免責事項 本記事は運営者の実体験に基づくレビューです。使用感には個人差があります。
はじめに:ロジクールM575の「水没」から始まった乗り換え
ITワーカーにとって、マウスは身体の一部です。私は長年ロジクールの定番「ERGO M575」を愛用してきましたが、不注意による水没をきっかけに「Ewin トラックボールマウス」を導入しました。
同じ「親指操作のトラックボール」というジャンルでも、実際に使い比べてみると細かな違いが多くありました。この記事では、乗り換えた実体験に基づいて正直に比較します。

スペック比較
| 項目 | Ewin トラックボール | ロジクール ERGO M575 |
|---|---|---|
| 接続方式 | Bluetooth / 2.4GHz USBレシーバー(3台同時接続) | Bluetooth / USBレシーバー(Logi Bolt) |
| ボタン数 | 7ボタン(進む/戻るあり) | 6ボタン(進む/戻るあり) |
| 電源 | 乾電池式 | 乾電池式(単三×1) |
| クリック音 | 静音設計 | 通常のクリック音 |
| 対応OS | Windows / Mac / iOS / Android | Windows / Mac |
| 参考価格 | 約4,290円 | 約5,000〜6,000円 |
※ロジクール側の詳細スペック(正確な電池持続時間・DPI値など)は公式サイトでの確認をおすすめします。ここでは実際に使用した範囲での比較を記載しています。
1. 操作感:精密作業もストレスなし
トラックボールの命である滑らかさは、両者とも十分なレベルにあります。長時間のExcel作業や執筆作業でも、ボールの転がりに引っかかりを感じることはなく、どちらも実用上のストレスはありません。
強いて違いを挙げるなら、Ewinの方がボタンの数が1つ多く、進む・戻るに加えてもう1つカスタマイズ可能なボタンがある点です。ブラウザ操作の多い作業では、この1ボタンの差が地味に効いてきます。
2. 静音性:Ewinの明確な違いが「オンライン会議」の質を変えた
これが今回、乗り換えて最も体感の変化が大きかった点です。
ロジクールM575は普通のクリック音がしますが、Ewinは驚くほどクリック音がしません。オンライン会議中、マイクをオンにしたままクリックしても、相手にカチカチという音が伝わりにくくなりました。

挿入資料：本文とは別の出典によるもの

//! # dx-refine
//!
//! A Model Context Protocol (MCP) server that drives a diagnostic refinement
//! session against a remote diagnosis engine.
//!
//! ## Features
//!
//! - **Follow-up Rounds**: Up to three rounds of questions and answers; the
//!   last round always converges on one candidate
//! - **Rare-Disease Confirmation**: Symptom check, test selection and result
//!   submission per rare candidate
//! - **Final Diagnosis**: One final diagnosis per session with an
//!   append-only archive of every candidate it displaced
//! - **Persistence**: Sessions survive restarts as SQLite snapshots
//!
//! ## Architecture
//!
//! ```text
//! MCP Client → MCP Server (Rust) → Diagnosis engine (HTTP)
//!                    ↓
//!              SQLite (State)
//! ```
//!
//! ## Example
//!
//! ```ignore
//! use std::sync::Arc;
//! use dx_refine::{Config, AppState, McpServer};
//! use dx_refine::engine::HttpEngineClient;
//! use dx_refine::storage::SqliteStorage;
//!
//! #[tokio::main]
//! async fn main() -> Result<(), Box<dyn std::error::Error>> {
//!     let config = Config::from_env()?;
//!     let storage = SqliteStorage::new(&config.database).await?;
//!     let engine = HttpEngineClient::new(&config.engine, config.request.clone())?;
//!     let state = Arc::new(AppState::new(config, storage, Arc::new(engine)));
//!     McpServer::new(state).run().await?;
//!     Ok(())
//! }
//! ```

/// Session inspection commands.
pub mod cli;
/// Configuration loaded from the environment.
pub mod config;
/// Diagnosis engine client and wire types.
pub mod engine;
/// Error types and result aliases for the application.
pub mod error;
/// MCP server implementation and request handling.
pub mod server;
/// Session operations behind the MCP tools.
pub mod service;
/// SQLite storage layer for persistence.
pub mod storage;
/// Follow-up rounds, rare-disease confirmation and final-diagnosis resolution.
pub mod workflow;

pub use config::Config;
pub use error::{AppError, AppResult};
pub use server::{AppState, McpServer, SharedState};
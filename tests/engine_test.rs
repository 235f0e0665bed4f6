//! Integration tests for the diagnosis engine client
//!
//! Tests HTTP client behavior using wiremock for request/response mocking.

use std::collections::BTreeMap;
use std::time::Duration;

use chrono::Utc;
use serde_json::json;
use wiremock::{
    matchers::{body_partial_json, header, method, path},
    Mock, MockServer, ResponseTemplate,
};

use dx_refine::config::{EngineConfig, RequestConfig, WorkflowConfig};
use dx_refine::engine::{
    EngineClient, EngineDiagnoses, HttpEngineClient, ModelConfig, PatientInfo, ASK_PATH,
    FOLLOW_UP_PATH, SUBMIT_PATH, TEST_RESULT_PATH,
};
use dx_refine::error::EngineError;
use dx_refine::workflow::{DiagnosisCandidate, DiagnosisWorkflow, RoundSubmission, SessionContext};

/// Create a test client pointing to mock server
fn create_test_client(base_url: &str) -> HttpEngineClient {
    let config = EngineConfig {
        api_token: "test-token".to_string(),
        base_url: base_url.to_string(),
        model_override: None,
    };

    HttpEngineClient::new(&config, RequestConfig { timeout_ms: 5000 })
        .expect("Failed to create client")
}

fn patient() -> PatientInfo {
    serde_json::from_value(json!({
        "patientName": "Jane Doe",
        "age": "45",
        "gender": "female",
        "symptoms": "fever, joint pain",
        "medicalHistory": "",
        "allergies": "penicillin",
        "currentMedications": ""
    }))
    .unwrap()
}

fn payload() -> serde_json::Value {
    json!({
        "disclaimer": "Not medical advice",
        "common_diagnoses": [
            { "diagnosis": "Influenza", "treatment": "Rest", "probability": "High" },
            { "diagnosis": "Dengue", "treatment": "Fluids", "probability": "Medium" }
        ],
        "rare_diagnoses": [
            {
                "diagnosis": "Lupus",
                "treatment": "Immunosuppressants",
                "probability": "Low",
                "prevalence": "1 in 2,000",
                "discriminatorSymptoms": ["Butterfly rash"],
                "recommendedTests": ["ANA", "Anti-dsDNA"]
            }
        ],
        "follow_up_questions": ["Any rash?", "Recent travel?"]
    })
}

/// A workflow with a round on offer, to build follow-up requests from
fn workflow() -> DiagnosisWorkflow {
    let initial = EngineDiagnoses {
        disclaimer: "Not medical advice".to_string(),
        common_diagnoses: vec![
            DiagnosisCandidate::new("Influenza", "Rest", "High"),
            DiagnosisCandidate::new("Dengue", "Fluids", "Medium"),
        ],
        rare_diagnoses: None,
        follow_up_questions: vec!["Any rash?".to_string(), "Recent travel?".to_string()],
        conversation_id: Some(12),
    };
    DiagnosisWorkflow::new(
        SessionContext::new(patient()),
        initial,
        &WorkflowConfig::default(),
        Utc::now(),
    )
}
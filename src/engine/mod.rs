//! Diagnosis engine adapter.
//!
//! Wire types for the three engine calls, the [`EngineClient`] seam and its
//! HTTP implementation. Response-shape handling lives in
//! [`normalize_diagnosis_payload`] and nowhere else.

mod client;
mod types;


pub use client::*;
pub use types::*;
impl DiagnosisWorkflow {
    /// Start from the engine's answer to the initial submission.
    ///
    /// A single initial candidate settles the diagnosis straight away.
    pub fn new(
        mut context: SessionContext,
        initial: EngineDiagnoses,
        config: &WorkflowConfig,
        at: DateTime<Utc>,
    ) -> Self {
        if context.conversation_id.is_none() {
            context.conversation_id = initial.conversation_id;
        }

        let mut rare = RareFlow::new();
        rare.observe(initial.rare_diagnoses.as_deref());

        let mut workflow = Self {
            rounds: RoundController::new(&initial, config.max_rounds),
            context,
            rare,
            resolver: FinalDiagnosisResolver::new(),
            ask_history: ConversationHistory::new(),
        };
        workflow.sync_rare_candidates();

        info!(
            session_id = %workflow.context.session_id,
            common = initial.common_diagnoses.len(),
            rare = workflow.rare.active_candidates().len(),
            questions = initial.follow_up_questions.len(),
            "Diagnosis session started"
        );

        workflow.settle_single_candidate(at);
        workflow
    }

    fn settle_single_candidate(&mut self, at: DateTime<Utc>) -> Option<Resolution> {
        if !self.rounds.is_converged() {
            return None;
        }
        let candidate = self.rounds.common_candidates().first()?.clone();
        self.rounds.mark_terminal();
        self.resolver
            .resolve(TerminalTrigger::SingleCandidate { candidate }, at)
    }

    /// Once a rare set is preserved the round state mirrors it, whatever
    /// later responses carry.
    fn sync_rare_candidates(&mut self) {
        if self.rare.is_preserved() {
            self.rounds
                .set_rare_candidates(Some(self.rare.active_candidates().to_vec()));
        }
    }

    /// Settle a round left in flight by an interrupted process.
    ///
    /// A snapshot saved mid-call is treated as a failed round: the increment
    /// stays and the final round becomes stuck. Returns whether anything
    /// changed.
    pub fn recover_interrupted(&mut self) -> bool {
        if self.rounds.phase() != RoundPhase::Submitting {
            return false;
        }
        warn!(
            session_id = %self.context.session_id,
            round = self.rounds.round_index(),
            "Recovering round interrupted mid-call"
        );
        self.rounds.fail_round();
        true
    }

    pub fn context(&self) -> &SessionContext {
        &self.context
    }

    pub fn session_id(&self) -> &str {
        &self.context.session_id
    }

    pub fn rounds(&self) -> &RoundController {
        &self.rounds
    }

    pub fn rare(&self) -> &RareFlow {
        &self.rare
    }

    pub fn final_diagnosis(&self) -> Option<&DiagnosisCandidate> {
        self.resolver.final_candidate()
    }

    pub fn archive(&self) -> &[ArchivedDiagnosis] {
        self.resolver.archive()
    }

    /// Whether a follow-up round is on offer
    pub fn offers_follow_up(&self) -> bool {
        self.rounds.offers_round()
    }

    /// Build the request for the next follow-up round
    pub fn begin_round(&mut self, submission: &RoundSubmission) -> WorkflowResult<FollowUpRequest> {
        self.rounds.begin_round(&self.context, submission)
    }

    /// Build the replay of a failed final round
    pub fn begin_retry(&mut self) -> WorkflowResult<FollowUpRequest> {
        self.rounds.begin_retry()
    }

    /// Apply the engine's result for the in-flight round.
    ///
    /// Errors are reported as-is; the round counter keeps its increment.
    pub fn apply_round(
        &mut self,
        result: EngineResult<EngineDiagnoses>,
        at: DateTime<Utc>,
    ) -> WorkflowResult<RoundOutcome> {
        let response = match result {
            Ok(response) => response,
            Err(e) => {
                warn!(
                    session_id = %self.context.session_id,
                    round = self.rounds.round_index(),
                    error = %e,
                    "Follow-up round failed"
                );
                self.rounds.fail_round();
                return Err(e.into());
            }
        };

        let application = self.rounds.apply_response(&response)?;

        if self.context.conversation_id.is_none() {
            self.context.conversation_id = response.conversation_id;
        }
        self.rare.observe(response.rare_diagnoses.as_deref());
        self.sync_rare_candidates();

        match application {
            RoundApplication::Forced { returned, .. } => {
                let resolution = self
                    .resolver
                    .resolve(TerminalTrigger::ForcedConvergence { candidates: returned }, at)
                    .ok_or(WorkflowError::Stuck)?;
                Ok(RoundOutcome::ForcedConvergence { resolution })
            }
            RoundApplication::Replaced => match self.settle_single_candidate(at) {
                Some(resolution) => Ok(RoundOutcome::Converged { resolution }),
                None => Ok(RoundOutcome::RoundApplied {
                    round_index: self.rounds.round_index(),
                    offers_another: self.rounds.offers_round(),
                }),
            },
        }
    }

    pub fn record_symptom_presence(
        &mut self,
        candidate_id: &str,
        present: bool,
    ) -> WorkflowResult<SymptomOutcome> {
        self.rare.record_symptom_presence(candidate_id, present)
    }

    pub fn select_tests(
        &mut self,
        candidate_id: &str,
        tests: impl IntoIterator<Item = String>,
    ) -> WorkflowResult<BTreeSet<String>> {
        Ok(self
            .rare
            .select_tests(candidate_id, tests)?
            .selected_tests
            .clone())
    }

    pub fn toggle_test(&mut self, candidate_id: &str, test: &str) -> WorkflowResult<BTreeSet<String>> {
        Ok(self.rare.toggle_test(candidate_id, test)?.selected_tests.clone())
    }

    pub fn skip_tests(&mut self, candidate_id: &str) -> WorkflowResult<()> {
        self.rare.skip_tests(candidate_id)
    }

    /// Validate results and build the test submission.
    ///
    /// Nothing changes when validation fails.
    pub fn begin_test_submission(
        &mut self,
        candidate_id: &str,
        results: &BTreeMap<String, String>,
    ) -> WorkflowResult<TestResultRequest> {
        let prepared = self.rare.prepare_submission(candidate_id, results)?;

        debug!(
            session_id = %self.context.session_id,
            candidate = %candidate_id,
            tests = prepared.test_names.len(),
            "Submitting rare-disease test results"
        );

        Ok(TestResultRequest {
            test_names: prepared.test_names,
            results: prepared.results,
            rare_disease_id: prepared.candidate.diagnosis,
            conversation_id: self.context.conversation_id,
            patient_info: self.context.patient_snapshot(),
            current_diagnoses: CurrentDiagnoses {
                common_diagnoses: self.rounds.common_candidates().to_vec(),
                rare_diagnoses: self.rare.active_candidates().to_vec(),
            },
            model: self.context.model.clone(),
        })
    }

    /// Apply the engine's verdict on a test submission.
    ///
    /// On failure the candidate stays submitted and can be sent again.
    pub fn apply_test_decision(
        &mut self,
        candidate_id: &str,
        result: EngineResult<TestResultResponse>,
        at: DateTime<Utc>,
    ) -> WorkflowResult<DecisionOutcome> {
        let candidate = self
            .rare
            .active_candidates()
            .iter()
            .find(|c| c.diagnosis == candidate_id)
            .cloned()
            .ok_or_else(|| WorkflowError::UnknownRareCandidate {
                candidate: candidate_id.to_string(),
            })?;

        let decision = result?.into_decision(&candidate)?;
        self.rare.record_decision(candidate_id, &decision)?;
        self.sync_rare_candidates();

        info!(
            session_id = %self.context.session_id,
            candidate = %candidate_id,
            decision = decision.label(),
            "Rare-disease decision received"
        );

        let outcome = match decision {
            RareDiseaseDecision::Confirm {
                becomes_terminal: true,
                updated_candidate,
            } => {
                let displaced = self.rounds.common_candidates().to_vec();
                let trigger = TerminalTrigger::RareConfirmed {
                    confirmed: updated_candidate.clone(),
                    displaced,
                };
                match self.resolver.resolve(trigger, at) {
                    Some(resolution) => {
                        self.rounds.promote(updated_candidate);
                        self.rare.clear();
                        self.sync_rare_candidates();
                        DecisionOutcome::Promoted { resolution }
                    }
                    None => DecisionOutcome::Recorded {
                        decision: RareDiseaseDecision::Confirm {
                            becomes_terminal: true,
                            updated_candidate,
                        },
                    },
                }
            }
            RareDiseaseDecision::RuleOut { dismissed: true } => DecisionOutcome::RuledOut {
                candidate: candidate_id.to_string(),
            },
            RareDiseaseDecision::Inconclusive {
                additional_tests_needed,
            } => DecisionOutcome::Inconclusive {
                additional_tests_needed,
            },
            decision => DecisionOutcome::Recorded { decision },
        };

        Ok(outcome)
    }

    pub fn ask_history(&self) -> &ConversationHistory {
        &self.ask_history
    }

    /// Build a free-form question about the current candidates.
    ///
    /// Allowed in any phase. The question is not recorded until answered.
    pub fn begin_ask(&self, question: &str) -> WorkflowResult<AskRequest> {
        let question = question.trim();
        if question.is_empty() {
            return Err(WorkflowError::Validation {
                field: "question".to_string(),
                reason: "question is empty".to_string(),
            });
        }

        let mut conversation_history: Vec<AskTurn> =
            self.ask_history.entries().iter().map(AskTurn::from).collect();
        conversation_history.push(AskTurn {
            question: question.to_string(),
            response: None,
        });

        Ok(AskRequest {
            original_patient_info: self.context.patient_snapshot(),
            initial_response: self.rounds.initial_response(),
            follow_up_question: question.to_string(),
            conversation_history,
            model: self.context.model.clone(),
        })
    }

    /// Record the engine's answer. A failed call records nothing.
    pub fn apply_ask(
        &mut self,
        request: &AskRequest,
        result: EngineResult<String>,
    ) -> WorkflowResult<QaPair> {
        let answer = result?;
        let pair = QaPair::new(request.follow_up_question.clone(), answer);
        self.ask_history.append([pair.clone()]);

        debug!(
            session_id = %self.context.session_id,
            asked = self.ask_history.len(),
            "Free-form question answered"
        );
        Ok(pair)
    }

    /// Current view of the session
    pub fn status(&self) -> WorkflowStatus {
        let state = self.rounds.state();
        let rare_candidates = self
            .rare
            .active_candidates()
            .iter()
            .map(|candidate| {
                let track = self.rare.track(&candidate.diagnosis).cloned().unwrap_or_default();
                RareCandidateStatus {
                    candidate: candidate.clone(),
                    stage: track.stage,
                    selected_tests: track.selected_tests,
                    results: track.results,
                    decision: track.decision,
                }
            })
            .collect();

        WorkflowStatus {
            session_id: self.context.session_id.clone(),
            conversation_id: self.context.conversation_id,
            phase: self.rounds.phase(),
            round_index: state.round_index,
            max_rounds: self.rounds.max_rounds(),
            offers_follow_up: self.rounds.offers_round(),
            disclaimer: state.disclaimer.clone(),
            common_candidates: state.common_candidates.clone(),
            follow_up_questions: state.follow_up_questions.clone(),
            rare_candidates,
            final_diagnosis: self.resolver.final_candidate().cloned(),
            archive_size: self.resolver.archive().len(),
            transcript_len: self.rounds.conversation().len(),
            questions_asked: self.ask_history.len(),
        }
    }
}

1日に何度もWeb会議がある働き方の場合、この違いは地味に積み重なります。「クリック音を気にしてマイクをミュートし忘れないように意識する」というストレスから解放されたのは、想定していなかったメリットでした。
3. 接続方式:マルチデバイス環境での機動力
Ewinは同時接続台数に余裕があり(3台まで)、PCとタブレットを行き来しながら作業するスタイルには向いています。ロジクールM575もBluetoothとレシーバーの両対応で複数台切り替えは可能ですが、Ewinの方が切り替えの手軽さでやや上回る印象です。

正直なデメリット
いいことばかりではありません。使ってみて感じた弱点も書いておきます。
- 乾電池式であること: 利便性を考えれば、充電式を選べばよかったという小さな後悔はあります。使用中に電池が切れると、予備を用意していないと作業が中断します。
- 精密なクリエイティブ作業には非推奨: どちらの製品も一般的な事務作業向けのトラックボールで、写真編集やゲームなど高精度なポインティングが必要な用途には、専用のゲーミングマウスの方が向いています。
- ロジクールほどのブランド保証・耐久実績はまだ未知数: ロジクールは長年の実績があるメーカーですが、Ewinは比較的新しいブランドで、長期耐久性についてはまだ検証期間が短いです。
まとめ:静音性を重視するなら、Ewinに軍配
「道具は高いから良いとは限らない」というのが、今回の乗り換えで得た実感です。
- 静音性を最優先するなら: Ewinが明確に上です。オンライン会議が多い働き方には特におすすめです。
- ブランドの実績・安心感を優先するなら: ロジクールM575も引き続き良い選択肢です。
価格差も1,000円前後とそれほど大きくないため、「クリック音が気になったことがある」という方は、Ewinを試す価値は十分にあると感じています。